Calculating Heat & Work for 1 Mole of Ideal Gas

[kalbuskj31]

Homework Statement

1 mole of monatomic ideal gas. P1 = 2 atm V1 = 44.8 L T1 = 1092 K. The path to P2 = 1 atm V2 = 22.4 L and T2 = 273K is P = 6.643E-4 * V^2 + 2/3. Calculate the heat and work.

Homework Equations

q = nCpΔT
w = PΔV

The Attempt at a Solution

I attempted to directly plug in the data that was available and didn't work. Neither P,V, or T are constants during this state change. I just realized in posting this problem I'm not sure what equation to use since every variable is changing. Suggestions?

q = -13.5kJ w = -3278 J

 

[vela]

You need to use the more general definition of work:

W=\int P\,dV

You'll also want to use the first law to solve the problem.

 

[kalbuskj31]

I was able to find work by figuring out the area under the curve.

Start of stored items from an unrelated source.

//! Discord REST client.
//!
//! Only the two calls the relay needs are implemented: posting a message to a
//! channel and installing missing guild commands.

use crate::config::{DiscordConfig, Secret};
use async_trait::async_trait;
use ccrelay_core::{ChatClient, ForwardError};
use ccrelay_protocol::interaction::CommandDefinition;
use ccrelay_protocol::ForwardPayload;
use reqwest::{Method, RequestBuilder, Response};
use serde::Deserialize;
use tracing::{debug, info};

/// An installed command as listed by the API.
#[derive(Debug, Deserialize)]
struct InstalledCommand {
    name: String,
}

/// Client for the Discord REST API.
#[derive(Clone)]
pub struct DiscordClient {
    http: reqwest::Client,
    api_base: String,
    token: Secret,
}

impl DiscordClient {
    /// Create a client from configuration.
    ///
    /// # Errors
    ///
    /// Returns an error if the HTTP client cannot be built.
    pub fn new(config: &DiscordConfig) -> Result<Self, ForwardError> {
        let http = reqwest::Client::builder()
            .user_agent(concat!(
                "DiscordBot (https://github.com/ccrelay/ccrelay, ",
                env!("CARGO_PKG_VERSION"),
                ")"
            ))
            .build()
            .map_err(|e| ForwardError::Request(e.to_string()))?;

        Ok(Self {
            http,
            api_base: config.api_base.trim_end_matches('/').to_string(),
            token: config.bot_token.clone(),
        })
    }

    fn endpoint(&self, path: &str) -> String {
        format!("{}/{}", self.api_base, path.trim_start_matches('/'))
    }

    fn request(&self, method: Method, path: &str) -> RequestBuilder {
        self.http
            .request(method, self.endpoint(path))
            .header(
                reqwest::header::AUTHORIZATION,
                format!("Bot {}", self.token.expose()),
            )
    }

    /// Send a request, turning non-success statuses into errors.
    async fn execute(&self, request: RequestBuilder) -> Result<Response, ForwardError> {
        let response = request
            .send()
            .await
            .map_err(|e| ForwardError::Request(e.to_string()))?;

        let status = response.status();
        if status.is_success() {
            return Ok(response);
        }

        let body = response.text().await.unwrap_or_default();
        Err(ForwardError::Rejected {
            status: status.as_u16(),
            body,
        })
    }

    /// Install every command in `commands` that the guild does not have yet.
    /// Commands are matched by name only.
    ///
    /// Does nothing if the application or guild ID is empty.
    ///
    /// # Errors
    ///
    /// Returns an error if listing or installing commands fails.
    pub async fn register_commands(
        &self,
        application_id: &str,
        guild_id: &str,
        commands: &[CommandDefinition],
    ) -> Result<(), ForwardError> {
        if application_id.is_empty() || guild_id.is_empty() {
            debug!("No application or guild configured, skipping command registration");
            return Ok(());
        }

        let path = format!("applications/{application_id}/guilds/{guild_id}/commands");

        let installed: Vec<InstalledCommand> = self
            .execute(self.request(Method::GET, &path))
            .await?
            .json()
            .await
            .map_err(|e| ForwardError::Request(e.to_string()))?;

        for command in commands {
            if installed.iter().any(|c| c.name == command.name) {
                info!(command = %command.name, "Command already installed");
                continue;
            }

            info!(command = %command.name, "Installing command");
            self.execute(self.request(Method::POST, &path).json(command))
                .await?;
        }

        Ok(())
    }
}

#[async_trait]
impl ChatClient for DiscordClient {
    async fn send_message(
        &self,
        channel_id: &str,
        payload: &ForwardPayload,
    ) -> Result<(), ForwardError> {
        let path = format!("channels/{channel_id}/messages");
        self.execute(self.request(Method::POST, &path).json(payload))
            .await?;
        debug!(channel = %channel_id, "Forwarded message");
        Ok(())
    }
}
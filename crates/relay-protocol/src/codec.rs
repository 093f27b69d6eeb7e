//! Decoding of producer payloads.
//!
//! Payloads are single JSON objects, one per WebSocket message. The `type`
//! field is inspected before the body is decoded so that unknown event kinds
//! can be told apart from malformed ones.

use serde_json::Value;
use thiserror::Error;

use crate::event::{InboundEvent, CC_CHANGE, CHAT_MESSAGE};

/// Default maximum payload size (64 KiB).
pub const DEFAULT_MAX_EVENT_SIZE: usize = 64 * 1024;

/// Errors raised while decoding a producer payload.
#[derive(Debug, Error)]
pub enum ProtocolError {
    /// Payload exceeds the configured maximum.
    #[error("Payload size {size} exceeds maximum {max}")]
    TooLarge { size: usize, max: usize },

    /// Payload is not valid JSON or does not match the event shape.
    #[error("Malformed payload: {0}")]
    Malformed(#[from] serde_json::Error),

    /// Payload has no string `type` field.
    #[error("Payload has no event type")]
    MissingType,

    /// Payload carries a `type` the relay does not handle.
    #[error("Unknown event type: {0}")]
    UnknownType(String),
}

/// Decode a text payload without a size limit.
///
/// # Errors
///
/// Returns an error if the payload is malformed or of an unknown type.
pub fn decode_str(text: &str) -> Result<InboundEvent, ProtocolError> {
    decode_slice(text.as_bytes())
}

/// Decode a binary payload without a size limit.
///
/// # Errors
///
/// Returns an error if the payload is malformed or of an unknown type.
pub fn decode_slice(data: &[u8]) -> Result<InboundEvent, ProtocolError> {
    let value: Value = serde_json::from_slice(data)?;

    let kind = value
        .get("type")
        .and_then(Value::as_str)
        .ok_or(ProtocolError::MissingType)?;

    if kind != CHAT_MESSAGE && kind != CC_CHANGE {
        return Err(ProtocolError::UnknownType(kind.to_string()));
    }

    Ok(serde_json::from_value(value)?)
}

/// Size-limited decoder used by the socket handlers.
#[derive(Debug, Clone, Copy)]
pub struct EventDecoder {
    max_size: usize,
}

impl EventDecoder {
    /// Create a decoder rejecting payloads larger than `max_size` bytes.
    #[must_use]
    pub fn new(max_size: usize) -> Self {
        Self { max_size }
    }

    /// Decode a payload.
    ///
    /// # Errors
    ///
    /// Returns an error if the payload is too large, malformed or of an
    /// unknown type.
    pub fn decode(&self, data: &[u8]) -> Result<InboundEvent, ProtocolError> {
        if data.len() > self.max_size {
            return Err(ProtocolError::TooLarge {
                size: data.len(),
                max: self.max_size,
            });
        }
        decode_slice(data)
    }
}

impl Default for EventDecoder {
    fn default() -> Self {
        Self::new(DEFAULT_MAX_EVENT_SIZE)
    }
}

#[cfg(test)]
mod tests {
    use super::*;
    use crate::event::TopicDeclaration;

    #[test]
    fn test_decode_cc_change() {
        let event = decode_str(r#"{"type":"CC_CHANGE","cc":"The Irons","guest":true}"#).unwrap();
        assert_eq!(
            event,
            InboundEvent::TopicDeclaration(TopicDeclaration {
                cc: Some("The Irons".into()),
                guest: true,
            })
        );
    }

    #[test]
    fn test_decode_unknown_type() {
        match decode_str(r#"{"type":"LOGIN","user":"x"}"#) {
            Err(ProtocolError::UnknownType(kind)) => assert_eq!(kind, "LOGIN"),
            other => panic!("Expected UnknownType error, got {:?}", other),
        }
    }

    #[test]
    fn test_decode_missing_type() {
        assert!(matches!(
            decode_str(r#"{"content":"hi"}"#),
            Err(ProtocolError::MissingType)
        ));
        assert!(matches!(
            decode_str(r#"{"type":7}"#),
            Err(ProtocolError::MissingType)
        ));
    }

    #[test]
    fn test_decode_malformed() {
        assert!(matches!(
            decode_str("not json"),
            Err(ProtocolError::Malformed(_))
        ));
        // Known type, missing required content.
        assert!(matches!(
            decode_str(r#"{"type":"CHAT_MESSAGE","name":"a"}"#),
            Err(ProtocolError::Malformed(_))
        ));
    }

    #[test]
    fn test_decoder_size_limit() {
        let decoder = EventDecoder::new(16);
        let payload = br#"{"type":"CC_CHANGE","cc":"a long clan chat name"}"#;

        match decoder.decode(payload) {
            Err(ProtocolError::TooLarge { size, max }) => {
                assert_eq!(size, payload.len());
                assert_eq!(max, 16);
            }
            other => panic!("Expected TooLarge error, got {:?}", other),
        }

        assert!(EventDecoder::default().decode(payload).is_ok());
    }
}
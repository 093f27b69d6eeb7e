//! Metrics collection and export for the relay.
//!
//! Uses the `metrics` crate for instrumentation and exports
//! to Prometheus format.

use metrics::{counter, gauge};
use metrics_exporter_prometheus::PrometheusBuilder;
use std::net::SocketAddr;
use tracing::info;

/// Metric names.
pub mod names {
    pub const CONNECTIONS_TOTAL: &str = "ccrelay_connections_total";
    pub const CONNECTIONS_ACTIVE: &str = "ccrelay_connections_active";
    pub const EVENTS_TOTAL: &str = "ccrelay_events_total";
    pub const FORWARDS_TOTAL: &str = "ccrelay_forwards_total";
    pub const SUBSCRIPTIONS_TOTAL: &str = "ccrelay_subscriptions_total";
    pub const EVICTIONS_TOTAL: &str = "ccrelay_heartbeat_evictions_total";
    pub const SILENT_TOPICS_TOTAL: &str = "ccrelay_silent_topics_total";
    pub const ERRORS_TOTAL: &str = "ccrelay_errors_total";
}

/// Initialize the metrics system.
pub fn init_metrics() {
    metrics::describe_counter!(
        names::CONNECTIONS_TOTAL,
        "Total number of producer connections since server start"
    );
    metrics::describe_gauge!(
        names::CONNECTIONS_ACTIVE,
        "Current number of producer connections"
    );
    metrics::describe_counter!(names::EVENTS_TOTAL, "Producer events received, by kind");
    metrics::describe_counter!(
        names::FORWARDS_TOTAL,
        "Chat-platform sends, by outcome"
    );
    metrics::describe_counter!(
        names::SUBSCRIPTIONS_TOTAL,
        "Total number of subscribe commands handled"
    );
    metrics::describe_counter!(
        names::EVICTIONS_TOTAL,
        "Connections evicted for missing a heartbeat"
    );
    metrics::describe_counter!(
        names::SILENT_TOPICS_TOTAL,
        "Topics that lost their last producer"
    );
    metrics::describe_counter!(names::ERRORS_TOTAL, "Total number of errors, by kind");

    info!("Metrics initialized");
}

/// Start the Prometheus metrics server.
///
/// # Errors
///
/// Returns an error if the server cannot be started.
pub fn start_metrics_server(port: u16) -> Result<(), Box<dyn std::error::Error>> {
    let addr: SocketAddr = format!("0.0.0.0:{}", port).parse()?;

    PrometheusBuilder::new()
        .with_http_listener(addr)
        .install()?;

    info!("Metrics server listening on {}", addr);
    Ok(())
}

/// Record a new connection.
pub fn record_connection() {
    counter!(names::CONNECTIONS_TOTAL).increment(1);
    gauge!(names::CONNECTIONS_ACTIVE).increment(1.0);
}

/// Record a disconnection.
pub fn record_disconnection() {
    gauge!(names::CONNECTIONS_ACTIVE).decrement(1.0);
}

/// Record a decoded producer event.
pub fn record_event(kind: &'static str) {
    counter!(names::EVENTS_TOTAL, "kind" => kind).increment(1);
}

/// Record the outcome of routing one message.
pub fn record_forwards(delivered: usize, failed: usize) {
    counter!(names::FORWARDS_TOTAL, "outcome" => "delivered").increment(delivered as u64);
    counter!(names::FORWARDS_TOTAL, "outcome" => "failed").increment(failed as u64);
}

/// Record a subscription.
pub fn record_subscription() {
    counter!(names::SUBSCRIPTIONS_TOTAL).increment(1);
}

/// Record heartbeat evictions.
pub fn record_evictions(count: usize) {
    counter!(names::EVICTIONS_TOTAL).increment(count as u64);
}

/// Record topics that went silent.
pub fn record_silent_topics(count: usize) {
    counter!(names::SILENT_TOPICS_TOTAL).increment(count as u64);
}

/// Record an error.
pub fn record_error(error_type: &'static str) {
    counter!(names::ERRORS_TOTAL, "type" => error_type).increment(1);
}

/// Metrics guard that records disconnection on drop.
pub struct ConnectionMetricsGuard;

impl ConnectionMetricsGuard {
    /// Create a new metrics guard, recording a connection.
    #[must_use]
    pub fn new() -> Self {
        record_connection();
        Self
    }
}

impl Default for ConnectionMetricsGuard {
    fn default() -> Self {
        Self::new()
    }
}

impl Drop for ConnectionMetricsGuard {
    fn drop(&mut self) {
        record_disconnection();
    }
}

The solution that I found for q baffles me. This question was the last part of a series of state changes in a cyclic reaction. I found the answer by adding the q and subtracting w from the previous parts of the problem. That shouldn't work like that right?

 

[Andrew Mason]

I was able to find work by figuring out the area under the curve.

The solution that I found for q baffles me. This question was the last part of a series of state changes in a cyclic reaction. I found the answer by adding the q and subtracting w from the previous parts of the problem. That shouldn't work like that right?

You are given the change in temperature so you can easily determine \Delta U. You have figured out the work done. So apply the first law to find heat flow:

\Delta Q = \Delta U + W

AM

 

[Mindscrape]

I suggest memorizing now these two formulas

dU = dW + dQ (for work done on the environment)
dW = d(pV)

 

[Andrew Mason]

I suggest memorizing now these two formulas

dU = dW + dQ (for work done on the environment)
dW = d(pV)

Except that it should be dQ = dU + dW then, where dW is the work done BY the gas/system (ie. ON the surroundings).

AM

 

[kalbuskj31]

Thanks, I did some alegbra incorrectly and stumbled across something that I found very very unusual. Is it safe to assume what I found is a rare coincidence?

 

[Andrew Mason]

Thanks, I did some alegbra incorrectly and stumbled across something that I found very very unusual. Is it safe to assume what I found is a rare coincidence?

I am not sure what you did. Your formula for dq = nCpdT is incorrect, since this is not a constant P process. You determine dQ by finding the work done (by integrating PdV (substituting the given formula for P) and the change in U (using change in temperature) and then applying the first law.

AM

 

[Mindscrape]

Ah, my bad, I got the sign convention wrong. I hate that thing. I should have looked it up. :(

Anyway, my advice still holds, memorize those formulas and learn how to use them because you'll see more as you go through thermo.

Oh yeah, and also kalbuskj, mistakes are invaluable. Sometimes you'll learn more than you ever could in getting the problem wrong and figuring out why it is wrong then getting it right to begin with. Don't just work the problem with the goal of getting it right, work it with the goal of finding your misconception, fixing it, and reworking the problem with the right concepts.